Consul Auto-Join with Cloud Metadata
We work in a world of distributed systems which operate in rapidly changing environments. Servers come and go, they move across region and distribution groups, and somehow they need to communicate and connect to one another.
To solve this problem, HashiCorp created Consul, which among many other things enabled service registry and service discovery. Application instances register themselves with Consul, and dependent instances query Consul to discover each other. Since Consul itself is a distributed system, this creates a chicken-and-egg problem - how do you boostrap your service discovery.
» Automation Challenges
How do you discover your service discovery? Traditionally this has been a challenge for distributed systems. The technique often involves spinning up a cluster in one operation and then performing a second operation once the IP addresses are known to join the nodes together.
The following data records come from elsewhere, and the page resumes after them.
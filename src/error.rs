//! Errors raised while configuring a query logger.

use thiserror::Error;

/// A query logger could not be built from the supplied configuration.
///
/// These surface at construction time. Once a [`TracingLogger`](crate::TracingLogger)
/// exists, none of its operations fail.
#[derive(Debug, Clone, PartialEq, Eq, Error)]
pub enum ConfigError {
    /// No `tracing::Dispatch` was supplied.
    #[error("a tracing dispatch is required to build a query logger")]
    MissingDispatch,

    /// The dispatch discards everything (`NoSubscriber`), so no record could ever be written.
    #[error("the tracing dispatch has no subscriber installed")]
    NoSubscriber,

    /// The frame scan window is empty.
    #[error("invalid frame depth range {min}..{max}: min must be below max")]
    InvalidDepthRange { min: usize, max: usize },
}
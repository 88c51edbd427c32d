//! Path-based rules deciding which stack frames can never be the caller.

use std::borrow::Cow;
use std::path::{Component, Path, PathBuf};

use once_cell::sync::Lazy;

/// A rule excluding stack frames from call-site resolution, matched against the
/// frame's source file path.
#[derive(Debug, Clone, PartialEq, Eq)]
pub enum FrameFilter {
    /// Sources of a cargo package: a path component equal to the name, or the name
    /// followed by `-<version>` (registry) or `-<hash>` (git checkout).
    Package(Cow<'static, str>),
    /// Any file below this directory.
    PathPrefix(PathBuf),
    /// Test sources: files in a crate's `tests/` directory, or named `tests.rs`,
    /// `*_test.rs` or `*_tests.rs`. A `tests` directory further up, above a
    /// checkout's `src/`, does not count.
    TestFiles,
    /// The Rust standard library (`/rustc/<hash>/library/...` or a `rustlib` tree).
    RustStd,
}

/// Packages whose frames sit between application code and the logger.
const ORM_PACKAGES: &[&str] = &[
    "sea-orm",
    "sea-orm-macros",
    "sea-query",
    "sea-query-binder",
    "sqlx",
    "sqlx-core",
    "sqlx-postgres",
    "sqlx-mysql",
    "sqlx-sqlite",
];

static DEFAULT_FILTERS: Lazy<Vec<FrameFilter>> = Lazy::new(|| {
    let mut filters: Vec<FrameFilter> = ORM_PACKAGES
        .iter()
        .map(|name| FrameFilter::package(*name))
        .collect();
    filters.push(FrameFilter::package("backtrace"));
    filters.push(FrameFilter::path_prefix(
        Path::new(env!("CARGO_MANIFEST_DIR")).join("src"),
    ));
    filters.push(FrameFilter::RustStd);
    filters.push(FrameFilter::TestFiles);
    filters
});

/// The exclusion list used unless a configuration overrides it.
///
/// Covers SeaORM and the sqlx drivers beneath it, this crate's own sources, the
/// standard library and test files.
pub fn default_filters() -> Vec<FrameFilter> {
    DEFAULT_FILTERS.clone()
}

impl FrameFilter {
    pub fn package(name: impl Into<Cow<'static, str>>) -> Self {
        FrameFilter::Package(name.into())
    }

    pub fn path_prefix(prefix: impl Into<PathBuf>) -> Self {
        FrameFilter::PathPrefix(prefix.into())
    }

    /// Returns `true` if a frame in `file` must be skipped.
    pub fn matches(&self, file: &Path) -> bool {
        match self {
            FrameFilter::Package(name) => normal_components(file).any(|c| is_package_dir(c, name)),
            FrameFilter::PathPrefix(prefix) => file.starts_with(prefix),
            FrameFilter::TestFiles => is_test_file(file),
            FrameFilter::RustStd => is_rust_std(file),
        }
    }
}

fn normal_components(path: &Path) -> impl Iterator<Item = &str> {
    path.components().filter_map(|c| match c {
        Component::Normal(part) => part.to_str(),
        _ => None,
    })
}

fn is_package_dir(component: &str, name: &str) -> bool {
    if component == name {
        return true;
    }
    let Some(suffix) = component
        .strip_prefix(name)
        .and_then(|rest| rest.strip_prefix('-'))
    else {
        return false;
    };
    // `sea-orm-1.1.4` or `sea-orm-3f1c0a9e2b7d5c41`, but never `sea-orm-macros`
    let is_version = suffix.starts_with(|c: char| c.is_ascii_digit());
    let is_hash = suffix.len() >= 7 && suffix.chars().all(|c| c.is_ascii_hexdigit());
    is_version || is_hash
}

fn is_test_file(path: &Path) -> bool {
    // only a crate's own `tests/` dir: no `src` may follow it
    let in_tests_dir = path.parent().is_some_and(|dir| {
        let dirs: Vec<&str> = normal_components(dir).collect();
        dirs.iter()
            .rposition(|c| *c == "tests")
            .is_some_and(|at| !dirs[at + 1..].contains(&"src"))
    });
    let test_stem = path
        .file_stem()
        .and_then(|stem| stem.to_str())
        .is_some_and(|stem| stem == "tests" || stem.ends_with("_test") || stem.ends_with("_tests"));
    in_tests_dir || test_stem
}

fn is_rust_std(path: &Path) -> bool {
    let mut components = normal_components(path);
    if path.has_root() && components.next() == Some("rustc") {
        return true;
    }
    normal_components(path).any(|c| c == "rustlib")
}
This two-step approach not only makes automation challenging, but also raises questions about the behavior of the system when losing a node. Autoscaling could bring another node online, but an operator would still need to manually join the node to the cluster.
» Consul Auto-Join for EC2
Consul 0.7.1 introduced new functionality which allows it to discover other agents using cloud metadata. This blog post explores leveraging AWS metadata to auto-join and auto scale a Consul cluster.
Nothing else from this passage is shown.